Parker smiled reluctantly. “I’m glad we found each other again, Andi.”
“Me too.”
“I’ll walk you to your car.”
“I’m right here,” she said, gesturing to a silver Miata, the next car down.
She leaned over and kissed his cheek, and gave him a hug around the shoulders. “Take care of yourself, Kevin.”
He nodded. But as he drove the deserted streets home to Chinatown, he found himself thinking that he wished he didn’t have to take care of himself. He had won the battle and lost the war. This was a night for a soft place to fall, but the person he most wanted to share his victory with was gone. Lost to him. Lost to herself. Forever. And there was nothing to do but mourn.
54
Another gorgeous Southern California morning.
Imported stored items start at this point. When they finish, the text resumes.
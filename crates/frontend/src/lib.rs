pub mod app;
pub mod menu;
pub mod pages;
pub mod routes;
pub mod shared;
pub mod submission;

use wasm_bindgen::prelude::wasm_bindgen;

#[wasm_bindgen]
pub fn hydrate() {
    // initializes logging using the `log` crate
    _ = console_log::init_with_level(log::Level::Debug);
    console_error_panic_hook::set_once();

    leptos::mount::mount_to_body(app::App);
}

#[wasm_bindgen(start)]
pub fn start() {
    hydrate();
}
Sunshine, traffic jams, and sensationalism.
Every early news show of every television station in the city was running footage of “Peril in Pershing Square,” followed by “Shootout on Olvera Street.” Much of the Pershing Square fiasco had been caught on videotape by a USC film student, who had been in the park to make a documentary about the movie crew that had been setting up for a shoot on the site.
Every station had reporters live at the scenes, where absolutely nothing was happening at six in the morning, and no one had anything of any real value to say.
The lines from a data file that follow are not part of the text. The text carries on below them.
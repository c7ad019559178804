use leptos::prelude::*;

/// Checkbox component
#[component]
pub fn Checkbox(
    /// Label text
    #[prop(into)]
    label: String,
    /// Checked state
    #[prop(into)]
    checked: Signal<bool>,
    /// Change event handler
    #[prop(optional)]
    on_change: Option<Callback<bool>>,
    /// Form field name
    #[prop(optional, into)]
    name: MaybeProp<String>,
    /// ID for the checkbox element
    #[prop(optional, into)]
    id: MaybeProp<String>,
) -> impl IntoView {
    let checkbox_id = move || id.get().unwrap_or_default();
    let checkbox_name = move || name.get().unwrap_or_default();

    view! {
        <div class="form__checkbox-wrapper">
            <input
                id=checkbox_id
                name=checkbox_name
                type="checkbox"
                class="form__checkbox"
                prop:checked=move || checked.get()
                on:change=move |ev| {
                    if let Some(handler) = on_change {
                        handler.run(event_target_checked(&ev));
                    }
                }
            />
            <label class="form__checkbox-label" for=checkbox_id>
                {label}
            </label>
        </div>
    }
}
“Regurgitating and rehashing sketchy facts and supposition—live at [crime scene of choice] this is [reporter’s name here] for channel whatever news.”
Television journalism in the new millennium.
Parker watched TV with the sound muted, reading the closed- captioning for Diane’s name, which appeared again and again. Every cop and SID tech and paramedic at the scene knew her. There had been no shortage of people willing to step into the glare of the lights and make some comment, or express their shock. The upper-right-hand corner of the screen on every channel had her booking photo already.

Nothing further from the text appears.